Cymatics, the study of wave phenomena, is a science pioneered by Swiss medical doctor and natural scientist, Hans Jenny (1904-1972). For 14 years he conducted experiments animating inert powders, pastes, and liquids into life-like, flowing forms, which mirrored patterns found throughout nature, art and architecture. What’s more, all of these patterns were created using simple sine wave vibrations (pure tones) within the audible range. So what you see is a physical representation of vibration, or how sound manifests into form through the medium of various materials. (cymaticsource.com)

Also interesting from a research point of view is this article published in 1982 which sets out to explore the dynamic relationships between sound waves, matter, visual patterns of cymatics in terms of their potential for audiovisual ‘interactive and new media’ environments:

“One of my guiding principles is to create a total sonic and visual music based on archetypal dynamic structures that transcend the cultural deformations of perception. Archetypal dynamic structures result from timeless natural processes that involve the patterns, relationship, interaction and transformations of energy. One such example is the solar system as we refer to it in the planetary, international, social and atomic contexts. Magnetic polarity is another example of a natural energy field.
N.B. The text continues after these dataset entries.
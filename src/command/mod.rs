//! Request/response interface over database handles.
//!
//! A caller sends `Request { id, command }` and always gets back a
//! `Response` echoing the same id. Failures travel inside the response as
//! an `ErrorMessage`, so dispatch itself never fails.

pub mod codec;

use std::collections::{HashMap, HashSet};

use serde::{Deserialize, Serialize};
use tracing::{debug, info};

use crate::{
    config::DatabaseConfig,
    database::Database,
    executor::{ResultSet, StatementResult},
    types::error::DatabaseError,
};

/// Opaque identifier of an open database.
pub type Handle = u64;

#[derive(Debug, Clone, PartialEq, Serialize, Deserialize)]
pub enum Command {
    /// Open a database; in memory when no config is given.
    Init { config: Option<DatabaseConfig> },
    Execute { handle: Handle, sql: String },
    Close { handle: Handle },
}

#[derive(Debug, Clone, PartialEq, Serialize, Deserialize)]
pub struct Request {
    pub id: u64,
    pub command: Command,
}

#[derive(Debug, Clone, PartialEq, Serialize, Deserialize)]
pub enum Reply {
    Initialized { handle: Handle },
    Rows(ResultSet),
    Affected(u64),
    Closed { handle: Handle },
}

impl From<StatementResult> for Reply {
    fn from(result: StatementResult) -> Self {
        match result {
            StatementResult::Rows(rows) => Reply::Rows(rows),
            StatementResult::Affected(n) => Reply::Affected(n),
        }
    }
}

/// An error as carried across the command boundary.
#[derive(Debug, Clone, PartialEq, Eq, Serialize, Deserialize)]
pub struct ErrorMessage {
    /// Taxonomy name such as `ParseError` or `NotInitialized`
    pub kind: String,
    pub message: String,
}

impl From<&DatabaseError> for ErrorMessage {
    fn from(error: &DatabaseError) -> Self {
        Self {
            kind: error.kind().to_string(),
            message: error.to_string(),
        }
    }
}

#[derive(Debug, Clone, PartialEq, Serialize, Deserialize)]
pub struct Response {
    pub id: u64,
    pub outcome: Result<Reply, ErrorMessage>,
}

impl Response {
    pub fn is_ok(&self) -> bool {
        self.outcome.is_ok()
    }

    pub fn error_kind(&self) -> Option<&str> {
        self.outcome.as_ref().err().map(|e| e.kind.as_str())
    }
}

/// Owns every database opened through `Init`.
///
/// Closing a handle drops its database but remembers the handle, so that
/// closing again acknowledges the same way while executing on it reports
/// `NotInitialized`.
#[derive(Default)]
pub struct CommandHandler {
    databases: HashMap<Handle, Database>,
    closed: HashSet<Handle>,
    next_handle: Handle,
}

impl CommandHandler {
    pub fn new() -> Self {
        Self::default()
    }

    pub fn handle(&mut self, request: Request) -> Response {
        let outcome = match request.command {
            Command::Init { config } => self.init(config),
            Command::Execute { handle, sql } => self.execute(handle, &sql),
            Command::Close { handle } => self.close(handle),
        };
        if let Err(e) = &outcome {
            debug!(request = request.id, kind = %e.kind(), "command failed");
        }
        Response {
            id: request.id,
            outcome: outcome.map_err(|e| ErrorMessage::from(&e)),
        }
    }

    fn init(&mut self, config: Option<DatabaseConfig>) -> Result<Reply, DatabaseError> {
        let database = Database::open(&config.unwrap_or_default())?;
        self.next_handle += 1;
        let handle = self.next_handle;
        self.databases.insert(handle, database);
        info!(handle, "database handle opened");
        Ok(Reply::Initialized { handle })
    }

    fn execute(&self, handle: Handle, sql: &str) -> Result<Reply, DatabaseError> {
        let database = self.databases.get(&handle).ok_or(DatabaseError::NotInitialized)?;
        database.execute(sql).map(Reply::from)
    }

    fn close(&mut self, handle: Handle) -> Result<Reply, DatabaseError> {
        if self.closed.contains(&handle) {
            return Ok(Reply::Closed { handle });
        }
        let database = self.databases.remove(&handle).ok_or(DatabaseError::NotInitialized)?;
        self.closed.insert(handle);
        database.close()?;
        info!(handle, "database handle closed");
        Ok(Reply::Closed { handle })
    }

    /// Number of handles with an open database.
    pub fn open_handles(&self) -> usize {
        self.databases.len()
    }

    /// Decode a request, handle it and encode the response.
    ///
    /// A request that does not decode still gets a `Serialization` error
    /// response, carrying the request id when the leading id could be read
    /// and 0 otherwise. `Err` is left for a response that cannot be encoded.
    pub fn handle_bytes(&mut self, bytes: &[u8]) -> Result<Vec<u8>, DatabaseError> {
        let response = match codec::decode_request(bytes) {
            Ok(request) => self.handle(request),
            Err(e) => {
                debug!(error = %e, "undecodable request");
                Response {
                    id: codec::peek_request_id(bytes).unwrap_or(0),
                    outcome: Err(ErrorMessage::from(&e)),
                }
            }
        };
        codec::encode_response(&response)
    }
}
Another is the structure of weather patterns, a model which I have used for the composition of a number of my own interactive environments.
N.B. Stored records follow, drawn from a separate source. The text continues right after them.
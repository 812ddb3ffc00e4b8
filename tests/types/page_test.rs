use lumbung::types::{
    DEFAULT_PAGE_SIZE, PAGE_HEADER_SIZE,
    error::DatabaseError,
    page::{Page, PageType},
};

#[test]
fn test_page_creation() {
    let page = Page::new(3, PageType::LeafTable, DEFAULT_PAGE_SIZE);
    assert_eq!(page.page_id, 3);
    assert_eq!(page.page_type, PageType::LeafTable);
    assert_eq!(page.cell_count(), 0);
    assert_eq!(page.link, None);
    assert_eq!(page.available_space(), DEFAULT_PAGE_SIZE - PAGE_HEADER_SIZE);
}

#[test]
fn test_page_type_tags() {
    for page_type in [
        PageType::Free,
        PageType::InteriorIndex,
        PageType::InteriorTable,
        PageType::LeafIndex,
        PageType::LeafTable,
        PageType::Overflow,
    ] {
        assert_eq!(PageType::from_u8(page_type.as_u8()), Some(page_type));
    }
    assert_eq!(PageType::from_u8(1), None);
    assert!(PageType::LeafIndex.is_leaf());
    assert!(PageType::InteriorTable.is_interior());
}

#[test]
fn test_cells_survive_serialization() -> Result<(), DatabaseError> {
    let mut page = Page::new(5, PageType::LeafIndex, DEFAULT_PAGE_SIZE);
    page.insert_cell(b"first")?;
    page.insert_cell(b"second cell")?;
    page.link = Some(9);

    let restored = Page::from_bytes(5, &page.to_bytes())?;
    assert_eq!(restored.page_type, PageType::LeafIndex);
    assert_eq!(restored.link, Some(9));
    let cells: Vec<&[u8]> = restored.cells().collect();
    assert_eq!(cells, vec![b"first".as_slice(), b"second cell".as_slice()]);
    Ok(())
}

#[test]
fn test_delete_cell() -> Result<(), DatabaseError> {
    let mut page = Page::new(1, PageType::LeafTable, DEFAULT_PAGE_SIZE);
    page.insert_cell(b"a")?;
    page.insert_cell(b"b")?;
    page.delete_cell(0)?;
    assert_eq!(page.cell_count(), 1);
    assert_eq!(page.get_cell(0), Some(b"b".as_slice()));
    assert!(page.delete_cell(4).is_err());
    Ok(())
}

#[test]
fn test_full_page_rejects_cells() {
    let mut page = Page::new(1, PageType::Overflow, 512);
    let big = vec![7u8; 200];
    let mut inserted = 0;
    while page.can_fit(big.len()) {
        page.insert_cell(&big).unwrap();
        inserted += 1;
    }
    assert_eq!(inserted, 2);
    assert!(page.insert_cell(&big).is_err());
}

#[test]
fn test_flipped_bit_is_detected() {
    let mut page = Page::new(2, PageType::LeafTable, DEFAULT_PAGE_SIZE);
    page.insert_cell(b"payload").unwrap();
    let mut bytes = page.to_bytes();
    let last = bytes.len() - 1;
    bytes[last] ^= 0x01;

    match Page::from_bytes(2, &bytes) {
        Err(DatabaseError::CorruptPage { page_id, reason }) => {
            assert_eq!(page_id, 2);
            assert!(reason.contains("checksum"));
        }
        other => panic!("Expected CorruptPage, got {:?}", other),
    }
}

#[test]
fn test_page_read_at_wrong_position_is_detected() {
    let page = Page::new(2, PageType::LeafTable, DEFAULT_PAGE_SIZE);
    let bytes = page.to_bytes();
    assert!(matches!(
        Page::from_bytes(3, &bytes),
        Err(DatabaseError::CorruptPage { page_id: 3, .. })
    ));
}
I am sensing on the horizon a truly new field of composition, a field being fostered by the emerging instruments of the electronic arts of sound and light – computers, synthesizers, laser graphics systems, holography and videographics systems. This new field of composition is based on creating totally integrated, nontrivial sound/light compositions from a complex multidimensionally organised wave set – a wave set that will simultaneously speak to the ear and signal to the eye with the life force.”
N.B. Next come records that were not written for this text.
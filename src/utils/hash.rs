use crc32fast::Hasher;

use crate::types::{CHECKSUM_SIZE, PageId};

/// CRC32 over everything in a serialized page after the checksum field.
/// The page id is mixed in so a page written at the wrong offset fails
/// verification.
pub fn calculate_page_checksum(page_id: PageId, page_bytes: &[u8]) -> u32 {
    let mut hasher = Hasher::new();
    hasher.update(&page_id.to_le_bytes());
    hasher.update(&page_bytes[CHECKSUM_SIZE..]);
    hasher.finalize()
}

pub fn verify_page_checksum(page_id: PageId, page_bytes: &[u8]) -> bool {
    if page_bytes.len() < CHECKSUM_SIZE {
        return false;
    }
    let stored = u32::from_le_bytes([page_bytes[0], page_bytes[1], page_bytes[2], page_bytes[3]]);
    calculate_page_checksum(page_id, page_bytes) == stored
}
Cymatic Music: Towards a Metatheory of Harmonic Phenomena: My Interactive Compositions and Environments
# Ronald A. Pellegrino
# Leonardo, Vol. 16, No. 2 (Spring, 1983), pp. 120-123

Looking into the author’s history of work, one might have expected his work to have moved further into more current ‘new media’ practices, but there seems to be a recurring theme of limited scope with the study of Cymatics. It appears to be mostly unable to escape the novel other than by way of reference to the mystical – perhaps the relationship between the frequencies and the patterns thus formed are too directly correlative, perhaps surprisingly not dynamic enough in their ability to connect with, and generate new, fields of potential? Perhaps they are too easily captured by a popular cultural pockets of desire for a contemporary quasi-scientific mysticism? I wonder why though, surely there is more to be done here with the relationship between energy waves, sonic and visual patterns and the physicality of matter and bodies themselves?

1 response so far

  1. I am looking into the author himself and I find it is I. The author of that last paragraph above must not have experienced much of the work I’ve been doing for the past 40 years or so. In a nutshell, all of it is based one way or another on the principle of cymatics. My latest project, EMERGENT MUSIC AND VISUAL MUSIC: INSIDE STUDIES, involves a book, a set of DVDs, and a set of soon to be released nine or ten CDs of music, all of which are filled with examples of pieces and thoughts that rise up out of cymatic explorations. I’ve been a lover of emerging technology in the arts all my adult life but that doesn’t mean I can’t appreciate the mysterious. In fact, the mysterious is an unending source of inspiration. Even electricity remains a mystery. No mysteries, no need for science and then life becomes purely academic and boring at best. The acts of embracing and exploring the mystical give life meaning for exploratory artists and that includes leading scientists worthy of the name. Art without mystery is pure mechanics, perfect for the pedants and academics but heartless and lifeless for artists.